Der männliche Säugling hatte ein zusätzliches Chromosom 21 (ein Zeichen des Down-Syndroms) und wurde am Fundort Wetwang Slack zusammen mit einer erwachsenen Frau im Graben eines quadratischen Hügelgrabs begraben gefunden, obwohl die beiden nicht unbedingt verwandt waren, da Säuglinge oft begraben wurden in bestehenden Höhlen, so die Autoren. Das Skelett mit einem zusätzlichen Y-Chromosom wies auch osteologische Anzeichen auf, die mit dem Jacobs-Syndrom (männlich, 46+ Jahre, datiert 680 bis 890 n. Chr.) übereinstimmen; Es wurde am Standort Lincoln Eastern Bypass in Lincolnshire gefunden.

Die drei Skelette, die Hinweise auf das Klinefelter-Syndrom zeigten, wurden alle zu unterschiedlichen Zeiten entsprechend den damaligen Bestattungsbräuchen begraben. Ein Skelett (männlich, 17–19 Jahre, ca. 450 v. Chr.) wurde auf einem eisenzeitlichen Friedhof namens Wetwang Slack in Yorkshire gefunden; ein anderer (männlich, 36–45, 12.–13. Jahrhundert) stammte von einem mittelalterlichen Friedhof unter Longwall Quad am Magdalen College in Oxford; und ein weiterer (16–19 Jahre, 18.–19. Jahrhundert) wurde auf dem Trinity Burial Ground in Kingston upon Hull gefunden. Alle drei Skelette zeigten Anzeichen einer verzögerten Pubertät und waren etwas größer als der damalige Durchschnitt, was mit den genetischen Beweisen für zusätzliche X-Chromosomen übereinstimmt.
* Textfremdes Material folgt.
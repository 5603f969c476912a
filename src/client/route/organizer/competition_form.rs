use dioxus::prelude::*;
use league_api::{
    model::competition::{CompetitionType, OrganizerCompetitionDto},
    validation::{form::validate_competition, FieldError},
};

use crate::client::{
    component::{
        form::{error_for, Field, SubmitButton},
        page::ErrorAlert,
    },
    format,
};

/// Create and edit form of a competition.
///
/// `on_submit` only fires once the form passes validation.
#[component]
pub fn CompetitionForm(
    initial: OrganizerCompetitionDto,
    title: String,
    submit_label: String,
    busy_label: String,
    saving: bool,
    failure: Option<String>,
    on_submit: EventHandler<OrganizerCompetitionDto>,
    on_cancel: EventHandler<()>,
) -> Element {
    let mut form = use_signal(|| initial);
    let mut errors = use_signal(Vec::<FieldError>::new);

    let submit = move |evt: FormEvent| {
        evt.prevent_default();
        let competition = form();
        let validation = validate_competition(&competition);
        let valid = validation.is_empty();
        errors.set(validation);
        if valid {
            on_submit.call(competition);
        }
    };

    let current = form();
    let max_teams = current.max_teams.map(|n| n.to_string()).unwrap_or_default();

    rsx! {
        form {
            class: "card bg-base-200 w-full max-w-3xl",
            onsubmit: submit,
            div {
                class: "card-body",
                h1 { class: "card-title text-2xl", "{title}" }
                if let Some(message) = failure {
                    ErrorAlert { message }
                }
                Field {
                    label: "Name",
                    error: error_for(&errors, "name"),
                    input {
                        class: "input input-bordered w-full",
                        value: "{current.name.clone().unwrap_or_default()}",
                        oninput: move |evt| form.write().name = format::optional(evt.value()),
                    }
                }
                div {
                    class: "grid grid-cols-1 md:grid-cols-2 gap-x-4",
                    Field {
                        label: "Type",
                        error: error_for(&errors, "competitionType"),
                        select {
                            class: "select select-bordered w-full",
                            onchange: move |evt| {
                                let value = evt.value();
                                form.write().competition_type = (!value.is_empty()).then(|| CompetitionType::from_wire(&value));
                            },
                            option { value: "", selected: current.competition_type.is_none(), "Choose a type" }
                            for kind in CompetitionType::variants() {
                                option {
                                    value: "{kind.as_str()}",
                                    selected: current.competition_type.as_ref() == Some(&kind),
                                    "{kind}"
                                }
                            }
                        }
                    }
                    Field {
                        label: "Category",
                        error: error_for(&errors, "category"),
                        input {
                            class: "input input-bordered w-full",
                            placeholder: "U17, Senior...",
                            value: "{current.category.clone().unwrap_or_default()}",
                            oninput: move |evt| form.write().category = format::optional(evt.value()),
                        }
                    }
                    Field {
                        label: "Start date",
                        error: error_for(&errors, "startDate"),
                        input {
                            r#type: "date",
                            class: "input input-bordered w-full",
                            value: "{format::input_date(current.start_date)}",
                            onchange: move |evt| form.write().start_date = format::parse_input_date(&evt.value()),
                        }
                    }
                    Field {
                        label: "End date",
                        error: error_for(&errors, "endDate"),
                        input {
                            r#type: "date",
                            class: "input input-bordered w-full",
                            value: "{format::input_date(current.end_date)}",
                            onchange: move |evt| form.write().end_date = format::parse_input_date(&evt.value()),
                        }
                    }
                    Field {
                        label: "Location",
                        error: error_for(&errors, "location"),
                        input {
                            class: "input input-bordered w-full",
                            value: "{current.location.clone().unwrap_or_default()}",
                            oninput: move |evt| form.write().location = format::optional(evt.value()),
                        }
                    }
                    Field {
                        label: "Maximum teams",
                        error: error_for(&errors, "maxTeams"),
                        input {
                            r#type: "number",
                            min: "2",
                            class: "input input-bordered w-full",
                            value: "{max_teams}",
                            oninput: move |evt| form.write().max_teams = evt.value().trim().parse().ok(),
                        }
                    }
                }
                Field {
                    label: "Description",
                    error: error_for(&errors, "description"),
                    textarea {
                        class: "textarea textarea-bordered w-full",
                        rows: 5,
                        placeholder: "Markdown is supported",
                        value: "{current.description.clone().unwrap_or_default()}",
                        oninput: move |evt| form.write().description = format::optional(evt.value()),
                    }
                }
                div {
                    class: "card-actions justify-end",
                    button {
                        r#type: "button",
                        class: "btn",
                        onclick: move |_| on_cancel.call(()),
                        "Cancel"
                    }
                    SubmitButton { label: submit_label, busy_label, is_busy: saving }
                }
            }
        }
    }
}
Diese und andere Störungen der Geschlechtsentwicklung (DSDs) können zu gemischten oder mehrdeutigen geschlechtsbezogenen körperlichen Merkmalen führen, obwohl diejenigen mit milderen Formen „vielleicht nicht einmal wissen, dass sie eine DSD haben“, schrieben sie. Menschen mit DSDs lebten in der Vergangenheit wahrscheinlich nach konventionellen Geschlechtsnormen, und das scheint bei den oben genannten Personen der Fall zu sein, obwohl keine von ihnen mit begleitenden Grabbeigaben begraben wurde. Die Autoren zitierten jedoch eine Studie aus dem Jahr 2022 über ein Skelett aus dem frühmittelalterlichen Finnland mit möglichem Klinefelter-Syndrom, das sowohl mit männlichen als auch weiblichen Grabbeigaben begraben wurde. Und einige Frauen aus der Eisenzeit wurden mit „Machtgegenständen“ begraben gefunden, die normalerweise zusammen mit männlichen Individuen begraben wurden.

„Unsere Methode ist in vielen Fällen auch in der Lage, DNA-Kontaminationen zu klassifizieren und kann dabei helfen, unvollständige antike DNA zu analysieren, sodass sie auf archäologische Überreste angewendet werden könnte, die bisher schwer zu analysieren waren“, sagte Co-Autor Pontus Skoglund, der das Ancient leitet Genomics Laboratory am Crick. „Die Kombination dieser Daten mit Bestattungskontext und Besitztümern kann eine historische Perspektive darauf ermöglichen, wie Geschlecht, Geschlecht und Vielfalt in früheren Gesellschaften wahrgenommen wurden. Ich hoffe, dass dieser Ansatz als gemeinsame Ressource antiker DNA angewendet wird.“ Daten wachsen weiter.“

Communications Biology, 2024. DOI: 10.1038/s42003-023-05642-z (Über DOIs).